*Activity*
Your job is to copy every record exactly.

Collected data entries
━━━━━━━━━━

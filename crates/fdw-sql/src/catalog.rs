// SPDX-License-Identifier: Apache-2.0

//! Remote catalog queries and row decoding for schema reflection.

use fdw_core::{FdwError, FdwResult, FieldMetadata, RemoteValue};
use serde::{Deserialize, Serialize};

/// User tables, excluding views and system relations.
pub const RELATIONS_QUERY: &str = "SELECT TRIM(rdb$relation_name)
  FROM rdb$relations
 WHERE rdb$view_blr IS NULL
   AND COALESCE(rdb$system_flag, 0) = 0
 ORDER BY 1";

/// Columns of one relation (bound parameter: relation name), in position order.
pub const COLUMNS_QUERY: &str = "SELECT TRIM(rf.rdb$field_name),
       f.rdb$field_type,
       f.rdb$field_sub_type,
       f.rdb$character_length,
       f.rdb$field_precision,
       f.rdb$field_scale,
       f.rdb$dimensions,
       CAST(COALESCE(rf.rdb$default_source, f.rdb$default_source) AS VARCHAR(8191)),
       COALESCE(rf.rdb$null_flag, f.rdb$null_flag, 0),
       TRIM(cs.rdb$character_set_name),
       CASE WHEN f.rdb$computed_blr IS NULL THEN 0 ELSE 1 END
  FROM rdb$relation_fields rf
  JOIN rdb$fields f
    ON f.rdb$field_name = rf.rdb$field_source
  LEFT JOIN rdb$character_sets cs
    ON cs.rdb$character_set_id = f.rdb$character_set_id
 WHERE TRIM(rf.rdb$relation_name) = ?
 ORDER BY rf.rdb$field_position";

/// Number of foreign keys in other relations referencing the bound relation.
pub const FK_DEPENDENTS_QUERY: &str = "SELECT COUNT(*)
  FROM rdb$relation_constraints fk
  JOIN rdb$ref_constraints ref
    ON ref.rdb$constraint_name = fk.rdb$constraint_name
  JOIN rdb$relation_constraints pk
    ON pk.rdb$constraint_name = ref.rdb$const_name_uq
 WHERE fk.rdb$constraint_type = 'FOREIGN KEY'
   AND TRIM(pk.rdb$relation_name) = ?
   AND TRIM(fk.rdb$relation_name) <> TRIM(pk.rdb$relation_name)";

/// One decoded row of [`COLUMNS_QUERY`]
#[derive(Debug, Clone, PartialEq, Serialize, Deserialize)]
pub struct CatalogColumn {
    pub name: String,
    pub metadata: FieldMetadata,
    /// Raw default clause, e.g. `DEFAULT 0`.
    pub default_source: Option<String>,
    pub not_null: bool,
    pub charset: Option<String>,
    pub computed: bool,
}

fn text(value: &RemoteValue, what: &str) -> FdwResult<Option<String>> {
    match value {
        RemoteValue::Null => Ok(None),
        RemoteValue::Text(s) => Ok(Some(s.trim_end().to_string())),
        // Catalog text is ASCII in practice; metadata never needs the
        // unmapped-charset policy.
        RemoteValue::UntaggedText(bytes) => Ok(Some(
            String::from_utf8_lossy(bytes).trim_end().to_string(),
        )),
        other => Err(FdwError::conversion(format!(
            "catalog {what}: expected text, got {}",
            other.kind()
        ))),
    }
}

fn int(value: &RemoteValue, what: &str) -> FdwResult<Option<i64>> {
    match value {
        RemoteValue::Null => Ok(None),
        RemoteValue::Integer(i) => Ok(Some(*i)),
        RemoteValue::Int128(i) => i64::try_from(*i)
            .map(Some)
            .map_err(|_| FdwError::conversion(format!("catalog {what} out of range"))),
        other => Err(FdwError::conversion(format!(
            "catalog {what}: expected integer, got {}",
            other.kind()
        ))),
    }
}

fn small(value: &RemoteValue, what: &str) -> FdwResult<Option<i16>> {
    int(value, what)?
        .map(|i| i16::try_from(i).map_err(|_| FdwError::conversion(format!("catalog {what} out of range"))))
        .transpose()
}

impl CatalogColumn {
    pub fn from_row(row: &[RemoteValue]) -> FdwResult<Self> {
        if row.len() < 11 {
            return Err(FdwError::internal(format!(
                "column catalog row has {} fields, expected 11",
                row.len()
            )));
        }
        let name = text(&row[0], "field name")?
            .ok_or_else(|| FdwError::conversion("catalog field name is NULL"))?;
        let field_type = small(&row[1], "field type")?
            .ok_or_else(|| FdwError::conversion(format!("no field type for column \"{name}\"")))?;
        let char_length = int(&row[3], "character length")?
            .map(|l| u32::try_from(l).map_err(|_| FdwError::conversion("catalog character length out of range")))
            .transpose()?;

        Ok(Self {
            metadata: FieldMetadata {
                field_type,
                sub_type: small(&row[2], "sub type")?,
                char_length,
                precision: small(&row[4], "precision")?,
                scale: small(&row[5], "scale")?,
                dimensions: small(&row[6], "dimensions")?,
            },
            default_source: text(&row[7], "default source")?,
            not_null: int(&row[8], "null flag")?.unwrap_or(0) != 0,
            charset: text(&row[9], "character set")?,
            computed: int(&row[10], "computed flag")?.unwrap_or(0) != 0,
            name,
        })
    }

    /// Default expression with the leading `DEFAULT` keyword removed.
    pub fn default_expression(&self) -> Option<&str> {
        let source = self.default_source.as_deref()?.trim();
        let expr = match source.get(..7) {
            Some(head) if head.eq_ignore_ascii_case("default") => source[7..].trim_start(),
            _ => source,
        };
        (!expr.is_empty()).then_some(expr)
    }
}

/// Relation names from a [`RELATIONS_QUERY`] result.
pub fn relation_names(rows: &[Vec<RemoteValue>]) -> FdwResult<Vec<String>> {
    rows.iter()
        .filter_map(|row| row.first())
        .map(|v| text(v, "relation name"))
        .filter_map(|r| r.transpose())
        .collect()
}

━━━━━━━━━━

*Result of this exercise*
filename crates/fdw-sql/src/catalog.rs
// SPDX-License-Identifier: Apache-2.0

//! Remote catalog queries and row decoding for schema reflection.

use fdw_core::{FdwError, FdwResult, FieldMetadata, RemoteValue};
use serde::{Deserialize, Serialize};

/// User tables, excluding views and system relations.
pub const RELATIONS_QUERY: &str = "SELECT TRIM(rdb$relation_name)
  FROM rdb$relations
 WHERE rdb$view_blr IS NULL
   AND COALESCE(rdb$system_flag, 0) = 0
 ORDER BY 1";

/// Columns of one relation (bound parameter: relation name), in position order.
pub const COLUMNS_QUERY: &str = "SELECT TRIM(rf.rdb$field_name),
       f.rdb$field_type,
       f.rdb$field_sub_type,
       f.rdb$character_length,
       f.rdb$field_precision,
       f.rdb$field_scale,
       f.rdb$dimensions,
       CAST(COALESCE(rf.rdb$default_source, f.rdb$default_source) AS VARCHAR(8191)),
       COALESCE(rf.rdb$null_flag, f.rdb$null_flag, 0),
       TRIM(cs.rdb$character_set_name),
       CASE WHEN f.rdb$computed_blr IS NULL THEN 0 ELSE 1 END
  FROM rdb$relation_fields rf
  JOIN rdb$fields f
    ON f.rdb$field_name = rf.rdb$field_source
  LEFT JOIN rdb$character_sets cs
    ON cs.rdb$character_set_id = f.rdb$character_set_id
 WHERE TRIM(rf.rdb$relation_name) = ?
 ORDER BY rf.rdb$field_position";

/// Number of foreign keys in other relations referencing the bound relation.
pub const FK_DEPENDENTS_QUERY: &str = "SELECT COUNT(*)
  FROM rdb$relation_constraints fk
  JOIN rdb$ref_constraints ref
    ON ref.rdb$constraint_name = fk.rdb$constraint_name
  JOIN rdb$relation_constraints pk
    ON pk.rdb$constraint_name = ref.rdb$const_name_uq
 WHERE fk.rdb$constraint_type = 'FOREIGN KEY'
   AND TRIM(pk.rdb$relation_name) = ?
   AND TRIM(fk.rdb$relation_name) <> TRIM(pk.rdb$relation_name)";

/// One decoded row of [`COLUMNS_QUERY`]
#[derive(Debug, Clone, PartialEq, Serialize, Deserialize)]
pub struct CatalogColumn {
    pub name: String,
    pub metadata: FieldMetadata,
    /// Raw default clause, e.g. `DEFAULT 0`.
    pub default_source: Option<String>,
    pub not_null: bool,
    pub charset: Option<String>,
    pub computed: bool,
}

fn text(value: &RemoteValue, what: &str) -> FdwResult<Option<String>> {
    match value {
        RemoteValue::Null => Ok(None),
        RemoteValue::Text(s) => Ok(Some(s.trim_end().to_string())),
        // Catalog text is ASCII in practice; metadata never needs the
        // unmapped-charset policy.
        RemoteValue::UntaggedText(bytes) => Ok(Some(
            String::from_utf8_lossy(bytes).trim_end().to_string(),
        )),
        other => Err(FdwError::conversion(format!(
            "catalog {what}: expected text, got {}",
            other.kind()
        ))),
    }
}

fn int(value: &RemoteValue, what: &str) -> FdwResult<Option<i64>> {
    match value {
        RemoteValue::Null => Ok(None),
        RemoteValue::Integer(i) => Ok(Some(*i)),
        RemoteValue::Int128(i) => i64::try_from(*i)
            .map(Some)
            .map_err(|_| FdwError::conversion(format!("catalog {what} out of range"))),
        other => Err(FdwError::conversion(format!(
            "catalog {what}: expected integer, got {}",
            other.kind()
        ))),
    }
}

fn small(value: &RemoteValue, what: &str) -> FdwResult<Option<i16>> {
    int(value, what)?
        .map(|i| i16::try_from(i).map_err(|_| FdwError::conversion(format!("catalog {what} out of range"))))
        .transpose()
}

impl CatalogColumn {
    pub fn from_row(row: &[RemoteValue]) -> FdwResult<Self> {
        if row.len() < 11 {
            return Err(FdwError::internal(format!(
                "column catalog row has {} fields, expected 11",
                row.len()
            )));
        }
        let name = text(&row[0], "field name")?
            .ok_or_else(|| FdwError::conversion("catalog field name is NULL"))?;
        let field_type = small(&row[1], "field type")?
            .ok_or_else(|| FdwError::conversion(format!("no field type for column \"{name}\"")))?;
        let char_length = int(&row[3], "character length")?
            .map(|l| u32::try_from(l).map_err(|_| FdwError::conversion("catalog character length out of range")))
            .transpose()?;

        Ok(Self {
            metadata: FieldMetadata {
                field_type,
                sub_type: small(&row[2], "sub type")?,
                char_length,
                precision: small(&row[4], "precision")?,
                scale: small(&row[5], "scale")?,
                dimensions: small(&row[6], "dimensions")?,
            },
            default_source: text(&row[7], "default source")?,
            not_null: int(&row[8], "null flag")?.unwrap_or(0) != 0,
            charset: text(&row[9], "character set")?,
            computed: int(&row[10], "computed flag")?.unwrap_or(0) != 0,
            name,
        })
    }

    /// Default expression with the leading `DEFAULT` keyword removed.
    pub fn default_expression(&self) -> Option<&str> {
        let source = self.default_source.as_deref()?.trim();
        let expr = match source.get(..7) {
            Some(head) if head.eq_ignore_ascii_case("default") => source[7..].trim_start(),
            _ => source,
        };
        (!expr.is_empty()).then_some(expr)
    }
}

/// Relation names from a [`RELATIONS_QUERY`] result.
pub fn relation_names(rows: &[Vec<RemoteValue>]) -> FdwResult<Vec<String>> {
    rows.iter()
        .filter_map(|row| row.first())
        .map(|v| text(v, "relation name"))
        .filter_map(|r| r.transpose())
        .collect()
}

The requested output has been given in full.